* [TASK STATEMENT] Search term "HashMap": copy each line of the data containing it.

Saved data entries:
● ● ●

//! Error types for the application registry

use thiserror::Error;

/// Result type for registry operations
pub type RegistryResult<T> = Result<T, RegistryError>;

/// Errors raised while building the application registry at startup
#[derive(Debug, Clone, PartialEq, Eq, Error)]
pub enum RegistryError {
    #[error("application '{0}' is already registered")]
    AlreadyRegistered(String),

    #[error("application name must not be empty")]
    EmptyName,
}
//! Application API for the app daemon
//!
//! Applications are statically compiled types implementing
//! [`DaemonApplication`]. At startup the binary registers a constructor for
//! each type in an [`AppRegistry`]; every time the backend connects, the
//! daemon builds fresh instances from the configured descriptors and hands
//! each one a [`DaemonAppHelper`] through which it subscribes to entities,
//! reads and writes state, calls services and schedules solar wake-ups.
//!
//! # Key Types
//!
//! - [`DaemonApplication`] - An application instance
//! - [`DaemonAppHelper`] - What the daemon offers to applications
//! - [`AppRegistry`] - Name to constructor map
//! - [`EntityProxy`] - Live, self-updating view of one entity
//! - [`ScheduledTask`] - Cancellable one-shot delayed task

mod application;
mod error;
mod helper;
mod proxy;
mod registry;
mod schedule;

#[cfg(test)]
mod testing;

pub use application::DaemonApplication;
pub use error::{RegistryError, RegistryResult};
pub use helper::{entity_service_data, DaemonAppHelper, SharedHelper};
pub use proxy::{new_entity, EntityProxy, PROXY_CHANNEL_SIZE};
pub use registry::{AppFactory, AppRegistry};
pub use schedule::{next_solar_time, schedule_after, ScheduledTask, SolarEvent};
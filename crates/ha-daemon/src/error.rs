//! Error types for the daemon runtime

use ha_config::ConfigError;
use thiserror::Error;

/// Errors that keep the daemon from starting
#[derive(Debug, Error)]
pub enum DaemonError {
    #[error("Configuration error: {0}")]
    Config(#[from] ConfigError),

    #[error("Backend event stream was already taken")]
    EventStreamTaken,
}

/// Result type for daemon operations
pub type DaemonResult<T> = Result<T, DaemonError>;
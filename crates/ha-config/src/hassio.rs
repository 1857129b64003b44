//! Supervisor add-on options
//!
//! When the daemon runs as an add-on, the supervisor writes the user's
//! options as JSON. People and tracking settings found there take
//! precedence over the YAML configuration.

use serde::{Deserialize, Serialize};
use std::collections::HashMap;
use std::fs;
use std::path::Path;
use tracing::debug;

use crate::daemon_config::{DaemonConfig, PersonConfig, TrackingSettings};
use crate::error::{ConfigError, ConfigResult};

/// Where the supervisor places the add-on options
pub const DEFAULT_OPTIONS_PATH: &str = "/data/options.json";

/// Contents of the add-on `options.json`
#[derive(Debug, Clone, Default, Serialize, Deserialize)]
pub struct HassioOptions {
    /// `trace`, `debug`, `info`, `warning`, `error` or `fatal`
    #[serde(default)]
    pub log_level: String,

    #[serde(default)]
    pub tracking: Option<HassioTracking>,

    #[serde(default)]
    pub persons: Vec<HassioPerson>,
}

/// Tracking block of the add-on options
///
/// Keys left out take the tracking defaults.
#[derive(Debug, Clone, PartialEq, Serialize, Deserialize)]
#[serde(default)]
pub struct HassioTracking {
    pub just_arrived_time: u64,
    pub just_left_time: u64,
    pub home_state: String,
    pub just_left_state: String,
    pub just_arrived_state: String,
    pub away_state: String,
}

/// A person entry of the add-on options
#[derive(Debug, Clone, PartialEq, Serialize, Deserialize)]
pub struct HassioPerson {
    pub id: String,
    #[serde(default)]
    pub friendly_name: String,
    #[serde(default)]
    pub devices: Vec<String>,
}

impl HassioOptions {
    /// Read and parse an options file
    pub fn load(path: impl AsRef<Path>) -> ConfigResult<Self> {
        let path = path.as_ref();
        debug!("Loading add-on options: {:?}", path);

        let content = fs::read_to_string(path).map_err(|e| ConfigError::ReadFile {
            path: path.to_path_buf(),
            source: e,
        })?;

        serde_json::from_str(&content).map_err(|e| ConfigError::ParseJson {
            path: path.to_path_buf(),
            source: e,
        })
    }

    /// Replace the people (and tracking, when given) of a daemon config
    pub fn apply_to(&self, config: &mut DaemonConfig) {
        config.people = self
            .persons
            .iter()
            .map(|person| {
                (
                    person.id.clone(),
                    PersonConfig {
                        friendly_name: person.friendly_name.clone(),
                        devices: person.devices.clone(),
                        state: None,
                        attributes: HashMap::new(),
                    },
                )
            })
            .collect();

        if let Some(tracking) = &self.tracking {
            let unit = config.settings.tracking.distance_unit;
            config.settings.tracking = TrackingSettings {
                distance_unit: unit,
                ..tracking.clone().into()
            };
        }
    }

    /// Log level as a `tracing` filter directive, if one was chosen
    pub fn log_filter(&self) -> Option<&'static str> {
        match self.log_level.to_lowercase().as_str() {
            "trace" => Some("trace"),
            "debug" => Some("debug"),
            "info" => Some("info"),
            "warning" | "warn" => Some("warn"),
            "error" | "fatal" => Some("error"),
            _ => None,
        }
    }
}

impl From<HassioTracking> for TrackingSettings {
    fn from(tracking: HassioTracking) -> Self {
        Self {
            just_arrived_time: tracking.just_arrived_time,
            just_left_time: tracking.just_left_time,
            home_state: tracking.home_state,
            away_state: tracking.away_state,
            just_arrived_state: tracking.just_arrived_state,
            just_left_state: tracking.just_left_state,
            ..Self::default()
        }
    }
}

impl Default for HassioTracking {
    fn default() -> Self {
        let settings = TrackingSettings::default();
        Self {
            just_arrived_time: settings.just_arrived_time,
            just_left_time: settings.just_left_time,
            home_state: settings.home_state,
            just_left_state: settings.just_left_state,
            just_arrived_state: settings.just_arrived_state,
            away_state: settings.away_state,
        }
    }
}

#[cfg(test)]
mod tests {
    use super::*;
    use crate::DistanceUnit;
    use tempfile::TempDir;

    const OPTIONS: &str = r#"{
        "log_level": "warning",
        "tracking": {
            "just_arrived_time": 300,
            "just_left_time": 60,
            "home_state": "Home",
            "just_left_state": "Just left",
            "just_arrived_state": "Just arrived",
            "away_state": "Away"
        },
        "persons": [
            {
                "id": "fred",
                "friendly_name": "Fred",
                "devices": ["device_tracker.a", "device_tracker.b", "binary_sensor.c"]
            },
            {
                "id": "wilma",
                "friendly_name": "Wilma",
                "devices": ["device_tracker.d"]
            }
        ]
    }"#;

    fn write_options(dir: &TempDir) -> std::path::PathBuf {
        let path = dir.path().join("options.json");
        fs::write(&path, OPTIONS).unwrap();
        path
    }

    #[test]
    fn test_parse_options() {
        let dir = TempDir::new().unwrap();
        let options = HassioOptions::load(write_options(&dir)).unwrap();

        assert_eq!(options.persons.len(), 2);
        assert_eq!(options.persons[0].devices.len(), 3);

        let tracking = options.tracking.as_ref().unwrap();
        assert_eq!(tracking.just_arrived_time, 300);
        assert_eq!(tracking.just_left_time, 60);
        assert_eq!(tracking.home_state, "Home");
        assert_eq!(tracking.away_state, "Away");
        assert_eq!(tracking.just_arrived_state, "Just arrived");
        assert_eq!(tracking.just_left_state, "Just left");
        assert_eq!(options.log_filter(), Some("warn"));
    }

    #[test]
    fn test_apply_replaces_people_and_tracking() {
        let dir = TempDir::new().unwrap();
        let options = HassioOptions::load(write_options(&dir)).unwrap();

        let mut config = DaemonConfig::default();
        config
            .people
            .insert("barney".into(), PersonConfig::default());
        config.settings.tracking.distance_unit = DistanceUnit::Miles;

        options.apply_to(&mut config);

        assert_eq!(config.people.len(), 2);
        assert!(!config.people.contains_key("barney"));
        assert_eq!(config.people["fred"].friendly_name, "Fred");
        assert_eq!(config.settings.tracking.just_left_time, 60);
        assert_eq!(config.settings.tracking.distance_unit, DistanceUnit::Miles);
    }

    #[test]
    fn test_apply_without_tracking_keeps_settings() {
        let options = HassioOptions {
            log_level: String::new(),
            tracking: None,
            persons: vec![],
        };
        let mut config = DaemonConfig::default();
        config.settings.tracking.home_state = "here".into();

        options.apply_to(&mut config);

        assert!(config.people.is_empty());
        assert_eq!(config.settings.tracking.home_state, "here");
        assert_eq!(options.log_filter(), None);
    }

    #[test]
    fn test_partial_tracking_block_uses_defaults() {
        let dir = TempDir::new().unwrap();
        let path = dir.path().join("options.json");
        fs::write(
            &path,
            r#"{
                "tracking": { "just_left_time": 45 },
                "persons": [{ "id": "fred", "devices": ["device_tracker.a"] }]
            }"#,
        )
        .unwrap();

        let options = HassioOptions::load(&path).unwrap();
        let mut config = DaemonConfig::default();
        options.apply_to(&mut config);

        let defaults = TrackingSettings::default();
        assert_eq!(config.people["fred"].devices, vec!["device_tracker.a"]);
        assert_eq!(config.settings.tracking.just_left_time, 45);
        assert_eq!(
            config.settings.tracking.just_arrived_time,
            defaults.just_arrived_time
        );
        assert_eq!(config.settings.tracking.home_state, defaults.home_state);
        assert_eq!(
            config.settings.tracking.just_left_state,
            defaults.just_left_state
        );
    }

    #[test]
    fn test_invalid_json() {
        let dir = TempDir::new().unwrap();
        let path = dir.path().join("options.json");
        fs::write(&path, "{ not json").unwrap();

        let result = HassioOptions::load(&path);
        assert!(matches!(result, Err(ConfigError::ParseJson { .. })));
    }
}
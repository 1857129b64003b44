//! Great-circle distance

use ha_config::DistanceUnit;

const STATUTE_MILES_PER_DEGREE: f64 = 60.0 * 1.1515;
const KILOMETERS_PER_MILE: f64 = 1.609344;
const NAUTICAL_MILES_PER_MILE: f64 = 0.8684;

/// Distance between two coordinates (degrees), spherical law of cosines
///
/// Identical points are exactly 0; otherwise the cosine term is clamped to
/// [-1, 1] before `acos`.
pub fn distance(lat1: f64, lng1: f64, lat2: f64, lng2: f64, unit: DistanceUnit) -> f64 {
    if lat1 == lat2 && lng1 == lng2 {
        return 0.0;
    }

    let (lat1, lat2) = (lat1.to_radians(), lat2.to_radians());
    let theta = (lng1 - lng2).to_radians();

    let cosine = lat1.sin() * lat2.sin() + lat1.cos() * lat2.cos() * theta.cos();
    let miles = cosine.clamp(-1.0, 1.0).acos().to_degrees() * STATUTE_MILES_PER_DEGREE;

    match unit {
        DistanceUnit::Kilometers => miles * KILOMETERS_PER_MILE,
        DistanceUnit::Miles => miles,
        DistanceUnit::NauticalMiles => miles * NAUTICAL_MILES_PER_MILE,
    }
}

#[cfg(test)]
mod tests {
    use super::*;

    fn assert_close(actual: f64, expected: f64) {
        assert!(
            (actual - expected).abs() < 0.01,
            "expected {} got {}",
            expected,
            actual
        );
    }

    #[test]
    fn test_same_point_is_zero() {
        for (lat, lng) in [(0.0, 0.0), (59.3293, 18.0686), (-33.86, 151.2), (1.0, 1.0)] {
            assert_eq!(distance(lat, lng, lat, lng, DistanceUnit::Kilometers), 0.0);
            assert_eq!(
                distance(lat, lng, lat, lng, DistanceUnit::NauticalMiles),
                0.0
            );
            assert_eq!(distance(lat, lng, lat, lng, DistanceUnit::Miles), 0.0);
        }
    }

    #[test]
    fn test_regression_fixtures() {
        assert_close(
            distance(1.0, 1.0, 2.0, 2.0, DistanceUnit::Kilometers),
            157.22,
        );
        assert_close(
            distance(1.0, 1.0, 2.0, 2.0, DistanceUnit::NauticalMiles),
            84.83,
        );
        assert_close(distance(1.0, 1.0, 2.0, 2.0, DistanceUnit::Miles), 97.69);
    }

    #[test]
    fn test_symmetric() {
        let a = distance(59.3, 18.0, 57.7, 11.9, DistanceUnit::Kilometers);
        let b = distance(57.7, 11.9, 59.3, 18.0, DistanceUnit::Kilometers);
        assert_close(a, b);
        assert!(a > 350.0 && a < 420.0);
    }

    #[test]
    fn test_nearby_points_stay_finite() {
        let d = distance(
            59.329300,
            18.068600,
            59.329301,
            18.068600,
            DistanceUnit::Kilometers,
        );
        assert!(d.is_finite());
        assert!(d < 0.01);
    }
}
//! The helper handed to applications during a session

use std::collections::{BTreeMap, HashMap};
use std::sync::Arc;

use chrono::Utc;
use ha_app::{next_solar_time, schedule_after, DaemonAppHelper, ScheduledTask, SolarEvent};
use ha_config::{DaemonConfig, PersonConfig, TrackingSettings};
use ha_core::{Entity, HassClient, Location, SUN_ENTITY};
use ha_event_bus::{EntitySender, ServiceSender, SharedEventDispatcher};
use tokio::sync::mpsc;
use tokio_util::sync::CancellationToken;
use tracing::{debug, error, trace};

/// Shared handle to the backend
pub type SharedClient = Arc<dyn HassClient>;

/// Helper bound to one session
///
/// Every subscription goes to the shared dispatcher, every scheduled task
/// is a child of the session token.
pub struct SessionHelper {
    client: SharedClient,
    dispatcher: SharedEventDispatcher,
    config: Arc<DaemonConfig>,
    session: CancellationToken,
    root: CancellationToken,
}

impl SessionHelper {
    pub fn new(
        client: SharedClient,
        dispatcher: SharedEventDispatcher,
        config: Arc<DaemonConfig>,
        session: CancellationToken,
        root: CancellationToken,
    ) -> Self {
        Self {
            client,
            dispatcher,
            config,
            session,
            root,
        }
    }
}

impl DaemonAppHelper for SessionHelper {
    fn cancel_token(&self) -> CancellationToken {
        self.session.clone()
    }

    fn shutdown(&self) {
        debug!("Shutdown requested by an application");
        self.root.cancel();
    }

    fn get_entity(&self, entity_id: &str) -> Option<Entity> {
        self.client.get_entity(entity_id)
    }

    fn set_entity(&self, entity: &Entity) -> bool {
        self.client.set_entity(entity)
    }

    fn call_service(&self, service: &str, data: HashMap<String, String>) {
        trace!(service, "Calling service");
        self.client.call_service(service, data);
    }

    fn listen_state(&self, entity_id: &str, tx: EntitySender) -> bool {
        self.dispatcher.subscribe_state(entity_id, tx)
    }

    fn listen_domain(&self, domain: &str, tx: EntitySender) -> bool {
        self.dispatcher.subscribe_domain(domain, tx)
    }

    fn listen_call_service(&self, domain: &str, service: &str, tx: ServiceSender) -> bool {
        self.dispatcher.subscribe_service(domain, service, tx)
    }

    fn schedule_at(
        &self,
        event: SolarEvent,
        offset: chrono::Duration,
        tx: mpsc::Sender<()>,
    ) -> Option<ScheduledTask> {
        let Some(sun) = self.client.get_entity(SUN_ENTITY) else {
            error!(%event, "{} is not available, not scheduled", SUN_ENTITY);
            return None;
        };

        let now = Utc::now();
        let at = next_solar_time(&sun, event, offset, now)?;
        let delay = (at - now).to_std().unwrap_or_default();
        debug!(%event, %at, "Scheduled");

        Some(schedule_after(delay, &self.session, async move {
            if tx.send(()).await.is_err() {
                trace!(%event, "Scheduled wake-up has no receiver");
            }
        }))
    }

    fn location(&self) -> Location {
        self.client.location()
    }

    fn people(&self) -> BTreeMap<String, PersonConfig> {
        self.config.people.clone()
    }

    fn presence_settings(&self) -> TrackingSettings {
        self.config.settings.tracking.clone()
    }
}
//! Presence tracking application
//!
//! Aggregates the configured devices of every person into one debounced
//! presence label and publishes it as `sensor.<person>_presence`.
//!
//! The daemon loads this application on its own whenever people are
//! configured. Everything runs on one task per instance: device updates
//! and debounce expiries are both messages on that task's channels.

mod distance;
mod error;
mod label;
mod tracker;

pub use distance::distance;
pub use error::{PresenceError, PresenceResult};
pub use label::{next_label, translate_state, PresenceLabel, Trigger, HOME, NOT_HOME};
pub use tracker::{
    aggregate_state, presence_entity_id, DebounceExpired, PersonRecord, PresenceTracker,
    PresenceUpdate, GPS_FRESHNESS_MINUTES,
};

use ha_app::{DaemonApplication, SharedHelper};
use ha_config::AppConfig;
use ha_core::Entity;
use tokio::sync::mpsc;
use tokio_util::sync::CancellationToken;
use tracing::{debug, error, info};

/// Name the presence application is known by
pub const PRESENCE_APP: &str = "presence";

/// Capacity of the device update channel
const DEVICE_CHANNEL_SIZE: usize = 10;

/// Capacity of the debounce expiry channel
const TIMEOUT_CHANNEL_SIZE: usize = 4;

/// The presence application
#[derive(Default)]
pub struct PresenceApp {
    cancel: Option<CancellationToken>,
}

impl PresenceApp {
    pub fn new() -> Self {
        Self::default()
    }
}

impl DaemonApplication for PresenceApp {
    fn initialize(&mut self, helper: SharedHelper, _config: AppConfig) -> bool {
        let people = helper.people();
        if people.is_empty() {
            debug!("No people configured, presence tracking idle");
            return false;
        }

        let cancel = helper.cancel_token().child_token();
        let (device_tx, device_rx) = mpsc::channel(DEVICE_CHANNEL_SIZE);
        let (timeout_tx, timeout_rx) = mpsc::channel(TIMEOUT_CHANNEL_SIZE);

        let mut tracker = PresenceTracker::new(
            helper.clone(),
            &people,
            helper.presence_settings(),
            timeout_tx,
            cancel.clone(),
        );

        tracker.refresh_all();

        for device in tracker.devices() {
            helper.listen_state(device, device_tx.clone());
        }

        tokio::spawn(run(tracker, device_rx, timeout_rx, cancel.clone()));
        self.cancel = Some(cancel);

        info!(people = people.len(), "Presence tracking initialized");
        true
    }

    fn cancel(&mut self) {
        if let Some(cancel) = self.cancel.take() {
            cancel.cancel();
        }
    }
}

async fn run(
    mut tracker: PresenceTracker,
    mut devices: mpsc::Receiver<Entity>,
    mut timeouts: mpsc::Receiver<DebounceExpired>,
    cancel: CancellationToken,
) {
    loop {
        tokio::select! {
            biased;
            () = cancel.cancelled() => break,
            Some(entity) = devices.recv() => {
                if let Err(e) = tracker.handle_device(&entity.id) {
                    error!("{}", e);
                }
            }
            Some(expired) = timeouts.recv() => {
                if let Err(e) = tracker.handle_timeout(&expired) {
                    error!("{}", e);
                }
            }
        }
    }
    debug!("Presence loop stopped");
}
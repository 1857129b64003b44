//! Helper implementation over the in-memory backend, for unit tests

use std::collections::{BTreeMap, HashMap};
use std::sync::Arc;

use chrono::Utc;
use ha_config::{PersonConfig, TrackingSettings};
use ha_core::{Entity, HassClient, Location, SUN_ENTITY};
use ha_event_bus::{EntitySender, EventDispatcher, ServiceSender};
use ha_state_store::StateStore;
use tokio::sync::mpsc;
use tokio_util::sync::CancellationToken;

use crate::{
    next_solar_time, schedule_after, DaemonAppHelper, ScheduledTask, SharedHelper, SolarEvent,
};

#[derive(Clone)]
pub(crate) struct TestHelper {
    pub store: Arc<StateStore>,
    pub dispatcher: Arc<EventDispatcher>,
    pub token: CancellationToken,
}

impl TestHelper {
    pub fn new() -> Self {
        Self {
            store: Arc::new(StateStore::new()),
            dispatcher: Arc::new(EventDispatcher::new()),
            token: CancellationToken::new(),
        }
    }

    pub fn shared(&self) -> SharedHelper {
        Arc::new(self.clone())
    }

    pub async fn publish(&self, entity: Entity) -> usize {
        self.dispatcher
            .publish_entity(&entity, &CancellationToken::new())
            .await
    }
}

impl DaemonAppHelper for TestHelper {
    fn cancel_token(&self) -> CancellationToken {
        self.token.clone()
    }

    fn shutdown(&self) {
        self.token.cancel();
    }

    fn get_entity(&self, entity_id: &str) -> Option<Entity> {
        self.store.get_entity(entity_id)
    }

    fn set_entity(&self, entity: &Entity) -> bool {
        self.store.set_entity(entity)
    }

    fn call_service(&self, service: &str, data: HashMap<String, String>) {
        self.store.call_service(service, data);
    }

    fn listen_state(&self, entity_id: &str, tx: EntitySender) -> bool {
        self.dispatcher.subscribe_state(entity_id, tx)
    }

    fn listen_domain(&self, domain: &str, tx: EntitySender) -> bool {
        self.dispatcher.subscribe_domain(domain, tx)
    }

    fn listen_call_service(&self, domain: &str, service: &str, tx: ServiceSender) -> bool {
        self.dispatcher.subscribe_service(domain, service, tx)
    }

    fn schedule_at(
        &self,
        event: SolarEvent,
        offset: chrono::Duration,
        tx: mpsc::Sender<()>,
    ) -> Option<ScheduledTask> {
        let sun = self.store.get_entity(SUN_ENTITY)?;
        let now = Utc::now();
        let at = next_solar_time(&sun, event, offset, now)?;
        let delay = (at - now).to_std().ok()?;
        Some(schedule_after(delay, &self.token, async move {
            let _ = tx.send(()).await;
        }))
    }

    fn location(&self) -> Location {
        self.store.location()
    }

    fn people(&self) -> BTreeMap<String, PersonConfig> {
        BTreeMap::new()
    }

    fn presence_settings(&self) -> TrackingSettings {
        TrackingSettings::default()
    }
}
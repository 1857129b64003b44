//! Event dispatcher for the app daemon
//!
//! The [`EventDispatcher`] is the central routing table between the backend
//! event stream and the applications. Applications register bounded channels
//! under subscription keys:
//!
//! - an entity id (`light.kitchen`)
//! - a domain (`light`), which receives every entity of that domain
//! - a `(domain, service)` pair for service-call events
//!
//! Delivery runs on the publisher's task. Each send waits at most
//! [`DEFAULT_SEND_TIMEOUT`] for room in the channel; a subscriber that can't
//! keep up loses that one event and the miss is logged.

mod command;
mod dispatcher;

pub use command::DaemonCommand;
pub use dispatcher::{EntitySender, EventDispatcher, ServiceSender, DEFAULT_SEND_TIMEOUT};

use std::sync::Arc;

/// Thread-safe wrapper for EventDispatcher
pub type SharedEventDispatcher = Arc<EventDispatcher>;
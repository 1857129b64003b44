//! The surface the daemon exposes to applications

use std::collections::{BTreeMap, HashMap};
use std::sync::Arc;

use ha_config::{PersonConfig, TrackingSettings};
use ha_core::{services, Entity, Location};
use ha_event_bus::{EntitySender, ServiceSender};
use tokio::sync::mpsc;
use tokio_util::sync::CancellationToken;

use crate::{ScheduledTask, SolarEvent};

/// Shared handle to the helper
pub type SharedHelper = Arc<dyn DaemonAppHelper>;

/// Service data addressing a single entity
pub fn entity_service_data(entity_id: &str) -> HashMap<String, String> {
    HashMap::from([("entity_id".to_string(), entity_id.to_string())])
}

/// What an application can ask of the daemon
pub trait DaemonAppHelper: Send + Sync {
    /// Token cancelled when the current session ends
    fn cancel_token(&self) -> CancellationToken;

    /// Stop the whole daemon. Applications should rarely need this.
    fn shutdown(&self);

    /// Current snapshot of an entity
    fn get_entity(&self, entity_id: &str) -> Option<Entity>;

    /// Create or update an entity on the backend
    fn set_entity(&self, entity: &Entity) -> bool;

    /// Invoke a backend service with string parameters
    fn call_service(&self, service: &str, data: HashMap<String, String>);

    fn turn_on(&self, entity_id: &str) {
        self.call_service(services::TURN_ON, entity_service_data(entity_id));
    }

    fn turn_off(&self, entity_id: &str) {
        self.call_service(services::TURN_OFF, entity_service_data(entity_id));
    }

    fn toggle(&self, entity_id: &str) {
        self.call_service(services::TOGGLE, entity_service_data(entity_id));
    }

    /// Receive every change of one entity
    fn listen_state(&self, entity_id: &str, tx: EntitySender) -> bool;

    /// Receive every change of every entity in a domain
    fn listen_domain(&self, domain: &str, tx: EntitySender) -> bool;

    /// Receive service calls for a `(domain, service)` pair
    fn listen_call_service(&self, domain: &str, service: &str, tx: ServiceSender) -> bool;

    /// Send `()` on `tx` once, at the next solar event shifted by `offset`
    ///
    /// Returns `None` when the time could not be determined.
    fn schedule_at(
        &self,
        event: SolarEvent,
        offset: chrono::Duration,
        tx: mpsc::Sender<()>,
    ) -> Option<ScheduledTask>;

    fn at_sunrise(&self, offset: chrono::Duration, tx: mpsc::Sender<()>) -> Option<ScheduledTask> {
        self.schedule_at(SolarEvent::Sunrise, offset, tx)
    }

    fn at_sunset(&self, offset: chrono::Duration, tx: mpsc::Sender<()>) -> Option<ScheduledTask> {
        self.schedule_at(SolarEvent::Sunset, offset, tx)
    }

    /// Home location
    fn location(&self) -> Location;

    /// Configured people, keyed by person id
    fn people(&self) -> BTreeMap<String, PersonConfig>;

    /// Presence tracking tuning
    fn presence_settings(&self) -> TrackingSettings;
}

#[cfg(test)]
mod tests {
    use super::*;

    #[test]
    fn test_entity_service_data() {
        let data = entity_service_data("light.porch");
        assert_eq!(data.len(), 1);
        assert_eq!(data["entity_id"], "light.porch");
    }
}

● ● ●

* [ANSWER TO THIS PROBLEM]
use std::collections::HashMap;
                        attributes: HashMap::new(),
use std::collections::{BTreeMap, HashMap};
    fn call_service(&self, service: &str, data: HashMap<String, String>) {
use std::collections::{BTreeMap, HashMap};
    fn call_service(&self, service: &str, data: HashMap<String, String>) {
use std::collections::{BTreeMap, HashMap};
pub fn entity_service_data(entity_id: &str) -> HashMap<String, String> {
    HashMap::from([("entity_id".to_string(), entity_id.to_string())])
    fn call_service(&self, service: &str, data: HashMap<String, String>);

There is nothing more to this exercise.